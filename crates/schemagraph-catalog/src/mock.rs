//! Mock data source for testing
//!
//! This source returns a predefined raw schema without connecting to any
//! database. It's useful for:
//! - Unit testing the analyze pipeline
//! - Exercising repair on hand-built schemas
//! - Simulating various error conditions
//!
//! ## Usage
//!
//! ```rust,ignore
//! use schemagraph_catalog::{MockSource, SchemaSource};
//! use schemagraph_core::{Column, Schema, Table};
//!
//! let source = MockSource::new(Schema::new("db").with_tables(vec![
//!     Table::new("users").with_columns(vec![Column::new("id", "int")]),
//! ]));
//!
//! // Analyze returns the schema with relations repaired
//! let schema = source.analyze().await?;
//! ```
//!
//! ## Simulating Failures
//!
//! ```rust,ignore
//! // Simulate connection failure
//! let source = MockSource::default().with_connection_failure();
//! assert!(source.test_connection().await.is_err());
//!
//! // Simulate network latency
//! let source = MockSource::default().with_latency(100); // 100ms delay
//! ```

use crate::adapter::{finish, FetchError, SchemaSource};
use schemagraph_core::Schema;
use std::sync::Arc;
use tokio::sync::RwLock;

/// Mock data source for testing
///
/// Holds a raw schema in memory and runs it through the same finishing step
/// as real sources. Clones share the stored schema and error.
pub struct MockSource {
    /// Raw schema handed to `analyze`
    schema: Arc<RwLock<Schema>>,

    /// Error to return instead of the schema
    error: Arc<RwLock<Option<FetchError>>>,

    /// Simulate connection failure
    fail_connection: bool,

    /// Simulate query latency (milliseconds)
    latency_ms: u64,

    /// Name to return from name() method
    source_name: &'static str,
}

impl MockSource {
    /// Create a mock source serving `schema`
    pub fn new(schema: Schema) -> Self {
        Self {
            schema: Arc::new(RwLock::new(schema)),
            error: Arc::new(RwLock::new(None)),
            fail_connection: false,
            latency_ms: 0,
            source_name: "Mock",
        }
    }

    /// Replace the served schema
    pub async fn set_schema(&self, schema: Schema) {
        *self.schema.write().await = schema;
    }

    /// Make `analyze` fail with `error` until cleared
    pub async fn set_error(&self, error: FetchError) {
        *self.error.write().await = Some(error);
    }

    /// Clear a configured error
    pub async fn clear_error(&self) {
        *self.error.write().await = None;
    }

    /// Configure to fail all connection tests
    pub fn with_connection_failure(mut self) -> Self {
        self.fail_connection = true;
        self
    }

    /// Configure simulated latency for all operations
    pub fn with_latency(mut self, latency_ms: u64) -> Self {
        self.latency_ms = latency_ms;
        self
    }

    /// Set a custom source name
    pub fn with_name(mut self, name: &'static str) -> Self {
        self.source_name = name;
        self
    }

    async fn simulate_latency(&self) {
        if self.latency_ms > 0 {
            tokio::time::sleep(std::time::Duration::from_millis(self.latency_ms)).await;
        }
    }
}

impl Default for MockSource {
    fn default() -> Self {
        Self::new(Schema::new("mock"))
    }
}

impl Clone for MockSource {
    fn clone(&self) -> Self {
        Self {
            schema: Arc::clone(&self.schema),
            error: Arc::clone(&self.error),
            fail_connection: self.fail_connection,
            latency_ms: self.latency_ms,
            source_name: self.source_name,
        }
    }
}

#[async_trait::async_trait]
impl SchemaSource for MockSource {
    fn name(&self) -> &'static str {
        self.source_name
    }

    async fn analyze(&self) -> Result<Schema, FetchError> {
        self.simulate_latency().await;

        if let Some(error) = self.error.read().await.as_ref() {
            return Err(error.clone());
        }

        let schema = self.schema.read().await.clone();
        finish(schema)
    }

    async fn test_connection(&self) -> Result<(), FetchError> {
        self.simulate_latency().await;

        if self.fail_connection {
            Err(FetchError::ConnectionError(
                "Simulated connection failure".to_string(),
            ))
        } else {
            Ok(())
        }
    }
}

#[cfg(test)]
mod tests {
    use super::*;
    use schemagraph_core::{Column, Relation, RelationId, Table};

    #[tokio::test]
    async fn test_analyze_repairs_raw_schema() {
        let source = MockSource::new(
            Schema::new("db")
                .with_tables(vec![
                    Table::new("posts").with_columns(vec![Column::new("user_id", "int")]),
                    Table::new("users").with_columns(vec![Column::new("id", "int")]),
                ])
                .with_relations(vec![Relation::new("posts", ["user_id"], "users", ["id"])]),
        );

        let schema = source.analyze().await.unwrap();
        assert_eq!(schema.tables[0].columns[0].parent_relations, vec![RelationId(0)]);
    }

    #[tokio::test]
    async fn test_clones_share_state() {
        let source = MockSource::default();
        let clone = source.clone();
        clone.set_error(FetchError::QueryError("boom".to_string())).await;

        assert!(matches!(source.analyze().await, Err(FetchError::QueryError(_))));
        source.clear_error().await;
        assert!(clone.analyze().await.is_ok());
    }

    #[tokio::test]
    async fn test_custom_name() {
        let source = MockSource::default().with_name("PostgreSQL");
        assert_eq!(source.name(), "PostgreSQL");
    }
}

Task objective:
In the listing above, find each line with the word "posts" and copy it.

Exercise output:
                    Table::new("posts").with_columns(vec![Column::new("user_id", "int")]),
                .with_relations(vec![Relation::new("posts", ["user_id"], "users", ["id"])]),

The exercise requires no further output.